‘Notes Of Hope’ Help Suicide Jumpers Re-Think (+podcast)

Wednesday, September 18 2019 by Marya Morgan

Share this story:

tub of notes
K-LOVE News/Marya Morgan

Tourists drive the twisty mountain road up to California’s tallest bridge to enjoy scenic views and to feel the thrill of the deep ravine below. Sadly, the majestic bridge towering 730 feet above unforgiving earth also entices another kind of visitor. Since 1973, more than 80 lonely or troubled souls have leapt from edge of Foresthill Bridge to end their own lives. Brittney Hendricks lives just a few minutes from the bridge. She decided she had to do something.

Armed with colorful paper, laminators, a cutter and a hole punch, she and other volunteers gather every couple of weeks to write words of encouragement before they affix them to the bridge with zip ties.

“We don’t want anyone to feel like they’re so alone they don’t have another other choice but to jump,” she tells K-LOVE News during a note-writing session at her business, Crimson Tattoo, in the Old Town section of Auburn.

Brittney heard about a successful bridge-note campaign recently celebrated in England and decided to launch her own called Notes of Hope Auburn.  

Using Facebook and Twitter she invites the entire community to come to her shop on designated Sunday afternoons to write words of comfort for strangers trapped in suicidal depression. “I kinda think if I was out there what would I need to hear? If my husband were out there, what would he need to hear? A lot of my notes are pretty simple: ‘You Are Loved,’ ‘You Are Not Alone.’” A recurring theme in all the notes is the value of one life. Only You Can Be You.

This is personal for the Hendricks family. As a master tattoo artist Brittney is routinely asked to create memorial tattoos, many of them for clients who lost friends or family to suicide. Her own grandfather committed suicide and her husband is a combat veteran suffering with PTSD and enduring what’s considered a dismal lack of mental health resources at his local VA clinic. She is a passionate advocate for speaking openly about the thoughts and feelings that can lead to suicide. “I feel like a lot of people have been in a dark place before but no one ever talks about it, it’s a very taboo subject.”

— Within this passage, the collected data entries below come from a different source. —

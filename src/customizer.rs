//! The instruction rewriter.
//!
//! Every `invoke-virtual` whose callee is protected by a permission is either redirected to a
//! static replacement method, deleted when it returns nothing, or reported as unresolved.

use crate::module::Module;
use crate::permissions::PermissionTable;
use crate::redirections::RedirectionTable;
use crate::smali_ops::{DexOp, MethodRef};
use crate::types::{SmaliClass, SmaliMethod, SmaliOp};
use log::{debug, error, info};
use serde::{Deserialize, Serialize};
use std::collections::BTreeSet;
use std::rc::Rc;

/// Call site counters for one rewrite.
#[derive(Debug, Default, Clone, Copy, PartialEq, Eq, Serialize, Deserialize)]
pub struct RewriteStats {
    pub redirected: usize,
    pub removed: usize,
    pub unresolved: usize,
}

impl RewriteStats {
    /// True when no gated call site was left in place.
    pub fn is_clean(&self) -> bool {
        self.unresolved == 0
    }
}

enum CallSite {
    Unchanged,
    Replaced(DexOp),
    Removed,
}

fn join_permissions(permissions: &BTreeSet<String>) -> String {
    permissions.iter().map(String::as_str).collect::<Vec<_>>().join(", ")
}

/// The static call that takes the place of an instance call, with the receiver passed as the
/// first argument in the same register.
fn static_call(op: &DexOp, replacement: &MethodRef) -> Option<DexOp> {
    match op {
        DexOp::InvokeVirtual { registers, .. } => Some(DexOp::InvokeStatic {
            registers: registers.clone(),
            method: replacement.clone(),
        }),
        DexOp::InvokeVirtualRange { range, .. } => Some(DexOp::InvokeStaticRange {
            range: range.clone(),
            method: replacement.clone(),
        }),
        _ => None,
    }
}

pub struct Customizer<'a> {
    permissions: &'a PermissionTable,
    redirections: &'a RedirectionTable,
    auto_remove_void: bool,
}

impl<'a> Customizer<'a> {
    pub fn new(
        permissions: &'a PermissionTable,
        redirections: &'a RedirectionTable,
        auto_remove_void: bool,
    ) -> Customizer<'a> {
        Customizer {
            permissions,
            redirections,
            auto_remove_void,
        }
    }

    /// Rewrites every class of `module`. Classes without a rewritten call site are shared with
    /// the input module.
    pub fn customize(&self, module: &Module) -> (Module, RewriteStats) {
        let mut stats = RewriteStats::default();
        let classes = module
            .classes
            .iter()
            .map(|class| self.customize_class(class, &mut stats))
            .collect();

        let summary = format!(
            "{} calls redirected, {} calls removed, {} calls unresolved",
            stats.redirected, stats.removed, stats.unresolved
        );
        if stats.is_clean() {
            info!("{}", summary);
        } else {
            error!("{}", summary);
        }

        let module = Module {
            classes,
            api_level: module.api_level,
        };
        (module, stats)
    }

    fn customize_class(&self, class: &Rc<SmaliClass>, stats: &mut RewriteStats) -> Rc<SmaliClass> {
        let mut methods: Option<Vec<SmaliMethod>> = None;
        for (i, method) in class.methods.iter().enumerate() {
            let rewritten = match method.has_body() {
                true => self.customize_method(class, method, stats),
                false => None,
            };
            match (rewritten, methods.as_mut()) {
                (Some(m), Some(ms)) => ms.push(m),
                (Some(m), None) => {
                    let mut ms = class.methods[..i].to_vec();
                    ms.push(m);
                    methods = Some(ms);
                }
                (None, Some(ms)) => ms.push(method.clone()),
                (None, None) => {}
            }
        }

        match methods {
            None => Rc::clone(class),
            Some(methods) => Rc::new(SmaliClass {
                name: class.name.clone(),
                modifiers: class.modifiers.clone(),
                source: class.source.clone(),
                super_class: class.super_class.clone(),
                implements: class.implements.clone(),
                annotations: class.annotations.clone(),
                fields: class.fields.clone(),
                methods,
            }),
        }
    }

    /// Returns the rewritten method, or None if its body did not change.
    fn customize_method(&self, class: &SmaliClass, method: &SmaliMethod, stats: &mut RewriteStats) -> Option<SmaliMethod> {
        let caller = format!("{}->{}{}", class.name.as_jni_type(), method.name, method.signature.to_jni());
        let mut ops: Option<Vec<SmaliOp>> = None;

        for (i, op) in method.ops.iter().enumerate() {
            let site = match op {
                SmaliOp::Op(dex_op) => self.customize_call_site(&caller, dex_op, stats),
                _ => CallSite::Unchanged,
            };
            match site {
                CallSite::Unchanged => {
                    if let Some(ops) = ops.as_mut() {
                        ops.push(op.clone());
                    }
                }
                CallSite::Replaced(new_op) => ops
                    .get_or_insert_with(|| method.ops[..i].to_vec())
                    .push(SmaliOp::Op(new_op)),
                CallSite::Removed => {
                    ops.get_or_insert_with(|| method.ops[..i].to_vec());
                }
            }
        }

        ops.map(|ops| SmaliMethod {
            name: method.name.clone(),
            modifiers: method.modifiers.clone(),
            constructor: method.constructor,
            signature: method.signature.clone(),
            locals: method.locals,
            annotations: method.annotations.clone(),
            ops,
        })
    }

    fn customize_call_site(&self, caller: &str, op: &DexOp, stats: &mut RewriteStats) -> CallSite {
        let callee = match op {
            DexOp::InvokeVirtual { method, .. } | DexOp::InvokeVirtualRange { method, .. } => method,
            _ => return CallSite::Unchanged,
        };
        let Some(permissions) = self.permissions.get(callee) else {
            return CallSite::Unchanged;
        };
        debug!("{}: call to {} requires {}", caller, callee, join_permissions(permissions));

        if let Some(replacement) = self.redirections.get(callee) {
            if let Some(new_op) = static_call(op, replacement) {
                debug!("{}: redirecting {} to {}", caller, callee, replacement);
                stats.redirected += 1;
                return CallSite::Replaced(new_op);
            }
        }

        if self.auto_remove_void && callee.returns_void() {
            debug!("{}: removing call to {}", caller, callee);
            stats.removed += 1;
            return CallSite::Removed;
        }

        error!(
            "{}: no replacement for {} which requires {}",
            caller,
            callee,
            join_permissions(permissions)
        );
        stats.unresolved += 1;
        CallSite::Unchanged
    }
}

Since the Hendricks family began earlier this Summer, a growing number of volunteers have shown up for writing sessions or have mailed in stacks of their own notes for the Notes Of Hope team to attach to the bridge.  “Sometimes it’s just one note, which is very personal and meaningful sometimes it’s a stack of notes. We had the Fresno Survivors of Loss contact me, they wrote a good 350 notes,” and every other day “we get a little packet of notes and we add them to our pile.”

Brittney has hard evidence that posting colorful notes of hope and concern can break into the suicidal thoughts.  At least one man is documented to have seen one of the Notes of Hope on Foresthill Bridge and changed his mind about jumping. “A spokesperson from the National Suicide Prevention Hotline contacted me,” she recalls. “She had a veteran who went the bridge with intentions of contemplating jumping…he actually pulled one of the notes off the bridge and called the hotline.”

(If you or someone you know thinks about suicide call the Hotline 24/7.Call 800-273-8255.  Someone wants to help you.)

Vandals struck the bridge in late-August, tearing down several hundred existing notes and spray-painting messages like, ‘nobody cares if you die’ along the rails. Brittney was determined to counter the hateful graffiti. She and her team spray-painted over it before nightfall.

“For every note that gets taken down we’ll post 10 more.”

Notes of Hope Auburn is an ongoing effort, Brittney says, confirming her family will write and post often. The project enjoys the full support of the Auburn city government and thousands of notes are still needed to fill gaps on the rails or to replace old ones weathered by wind, rain and time.

“I want people to know that if you’re having those thoughts that people care about you, even strangers,” and she challenges other caring citizens in cities, towns, churches and communities to launch their own suicide prevention projects.

“As much as the negatively about suicide is a cycle, so is love. Love is a cycle too. If you give one person a smile or let one person know that you care about them, it can move mountains.”